[Dataset items]
########
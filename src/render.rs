use ratatui::{
    prelude::*,
    widgets::{Block, Borders, Paragraph},
};

use crate::cell::{Cell, Size};
use crate::game::{Game, Status};

pub const TITLE: &str = " Snake Game ";
pub const GAME_OVER_TEXT: &str = "Game Over";
pub const WON_TEXT: &str = "You Win";

/// Terminal columns per grid cell, so cells come out roughly square.
const CELL_WIDTH: u16 = 2;

/// Draws the header, the bordered play area, and either the board or the end
/// screen. Reads the game only.
pub fn draw(frame: &mut Frame, game: &Game) {
    let layout = Layout::default()
        .direction(layout::Direction::Vertical)
        .constraints([
            Constraint::Length(3), // Score
            Constraint::Min(0),    // Play area
        ])
        .split(frame.area());

    frame.render_widget(
        Paragraph::new(format!(
            "Score: {}    Length: {}",
            game.score(),
            game.snek().len()
        ))
        .alignment(Alignment::Left)
        .block(Block::default().borders(Borders::ALL)),
        layout[0],
    );

    let block = Block::default().title(TITLE).borders(Borders::ALL);
    let inner_area = block.inner(layout[1]);
    frame.render_widget(block, layout[1]);

    match game.status() {
        Status::Running => match board_area(inner_area, game.size()) {
            Some(area) => frame.render_widget(game, area),
            None => frame.render_widget(
                Paragraph::new(format!(
                    "Terminal too small for a {}x{} grid",
                    game.size().width,
                    game.size().height
                ))
                .alignment(Alignment::Center),
                inner_area,
            ),
        },
        Status::Over(_) | Status::Won => {
            let headline = if game.status() == Status::Won {
                WON_TEXT
            } else {
                GAME_OVER_TEXT
            };
            frame.render_widget(
                Paragraph::new(vec![
                    Line::from(headline.red().bold()),
                    Line::from(format!("Final Score: {}", game.score())),
                    Line::from("Press Q to quit".dark_gray()),
                ])
                .alignment(Alignment::Center),
                centered_rows(inner_area, 3),
            );
        }
    }
}

/// The rectangle the board occupies, centered in `area`, or `None` if the
/// grid does not fit.
pub fn board_area(area: Rect, size: Size) -> Option<Rect> {
    let width = size.width.checked_mul(CELL_WIDTH)?;
    let height = size.height;
    if width > area.width || height > area.height {
        return None;
    }
    Some(Rect {
        x: area.x + (area.width - width) / 2,
        y: area.y + (area.height - height) / 2,
        width,
        height,
    })
}

fn centered_rows(area: Rect, rows: u16) -> Rect {
    let height = rows.min(area.height);
    Rect {
        y: area.y + (area.height - height) / 2,
        height,
        ..area
    }
}

/// Screen position of the left column of `cell`, if it is on the board and
/// inside `area`.
fn screen_pos(cell: Cell, size: Size, area: Rect) -> Option<(u16, u16)> {
    if !size.contains(cell) {
        return None;
    }
    let x = area.x + cell.x as u16 * CELL_WIDTH;
    let y = area.y + cell.y as u16;
    if x + CELL_WIDTH > area.right() || y >= area.bottom() {
        return None;
    }
    Some((x, y))
}

impl Widget for &Game {
    fn render(self, area: Rect, buf: &mut Buffer) {
        let size = self.size();

        for cell in size.cells() {
            if let Some((x, y)) = screen_pos(cell, size, area) {
                buf[(x, y)].set_symbol("·").set_fg(Color::DarkGray);
                buf[(x + 1, y)].set_symbol(" ");
            }
        }

        for (i, cell) in self.snek().cells().enumerate() {
            let color = if i == 0 { Color::LightGreen } else { Color::Green };
            if let Some((x, y)) = screen_pos(*cell, size, area) {
                for dx in 0..CELL_WIDTH {
                    buf[(x + dx, y)].set_symbol(" ").set_bg(color);
                }
            }
        }

        if let Some((x, y)) = self.food().and_then(|f| screen_pos(f, size, area)) {
            for dx in 0..CELL_WIDTH {
                buf[(x + dx, y)].set_symbol(" ").set_bg(Color::Red);
            }
        }
    }
}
########
## Exercise
Each entry, from start to finish, must be restated exactly.

## Result
filename src/render.rs
use ratatui::{
    prelude::*,
    widgets::{Block, Borders, Paragraph},
};

use crate::cell::{Cell, Size};
use crate::game::{Game, Status};

pub const TITLE: &str = " Snake Game ";
pub const GAME_OVER_TEXT: &str = "Game Over";
pub const WON_TEXT: &str = "You Win";

/// Terminal columns per grid cell, so cells come out roughly square.
const CELL_WIDTH: u16 = 2;

/// Draws the header, the bordered play area, and either the board or the end
/// screen. Reads the game only.
pub fn draw(frame: &mut Frame, game: &Game) {
    let layout = Layout::default()
        .direction(layout::Direction::Vertical)
        .constraints([
            Constraint::Length(3), // Score
            Constraint::Min(0),    // Play area
        ])
        .split(frame.area());

    frame.render_widget(
        Paragraph::new(format!(
            "Score: {}    Length: {}",
            game.score(),
            game.snek().len()
        ))
        .alignment(Alignment::Left)
        .block(Block::default().borders(Borders::ALL)),
        layout[0],
    );

    let block = Block::default().title(TITLE).borders(Borders::ALL);
    let inner_area = block.inner(layout[1]);
    frame.render_widget(block, layout[1]);

    match game.status() {
        Status::Running => match board_area(inner_area, game.size()) {
            Some(area) => frame.render_widget(game, area),
            None => frame.render_widget(
                Paragraph::new(format!(
                    "Terminal too small for a {}x{} grid",
                    game.size().width,
                    game.size().height
                ))
                .alignment(Alignment::Center),
                inner_area,
            ),
        },
        Status::Over(_) | Status::Won => {
            let headline = if game.status() == Status::Won {
                WON_TEXT
            } else {
                GAME_OVER_TEXT
            };
            frame.render_widget(
                Paragraph::new(vec![
                    Line::from(headline.red().bold()),
                    Line::from(format!("Final Score: {}", game.score())),
                    Line::from("Press Q to quit".dark_gray()),
                ])
                .alignment(Alignment::Center),
                centered_rows(inner_area, 3),
            );
        }
    }
}

/// The rectangle the board occupies, centered in `area`, or `None` if the
/// grid does not fit.
pub fn board_area(area: Rect, size: Size) -> Option<Rect> {
    let width = size.width.checked_mul(CELL_WIDTH)?;
    let height = size.height;
    if width > area.width || height > area.height {
        return None;
    }
    Some(Rect {
        x: area.x + (area.width - width) / 2,
        y: area.y + (area.height - height) / 2,
        width,
        height,
    })
}

fn centered_rows(area: Rect, rows: u16) -> Rect {
    let height = rows.min(area.height);
    Rect {
        y: area.y + (area.height - height) / 2,
        height,
        ..area
    }
}

/// Screen position of the left column of `cell`, if it is on the board and
/// inside `area`.
fn screen_pos(cell: Cell, size: Size, area: Rect) -> Option<(u16, u16)> {
    if !size.contains(cell) {
        return None;
    }
    let x = area.x + cell.x as u16 * CELL_WIDTH;
    let y = area.y + cell.y as u16;
    if x + CELL_WIDTH > area.right() || y >= area.bottom() {
        return None;
    }
    Some((x, y))
}

impl Widget for &Game {
    fn render(self, area: Rect, buf: &mut Buffer) {
        let size = self.size();

        for cell in size.cells() {
            if let Some((x, y)) = screen_pos(cell, size, area) {
                buf[(x, y)].set_symbol("·").set_fg(Color::DarkGray);
                buf[(x + 1, y)].set_symbol(" ");
            }
        }

        for (i, cell) in self.snek().cells().enumerate() {
            let color = if i == 0 { Color::LightGreen } else { Color::Green };
            if let Some((x, y)) = screen_pos(*cell, size, area) {
                for dx in 0..CELL_WIDTH {
                    buf[(x + dx, y)].set_symbol(" ").set_bg(color);
                }
            }
        }

        if let Some((x, y)) = self.food().and_then(|f| screen_pos(f, size, area)) {
            for dx in 0..CELL_WIDTH {
                buf[(x + dx, y)].set_symbol(" ").set_bg(Color::Red);
            }
        }
    }
}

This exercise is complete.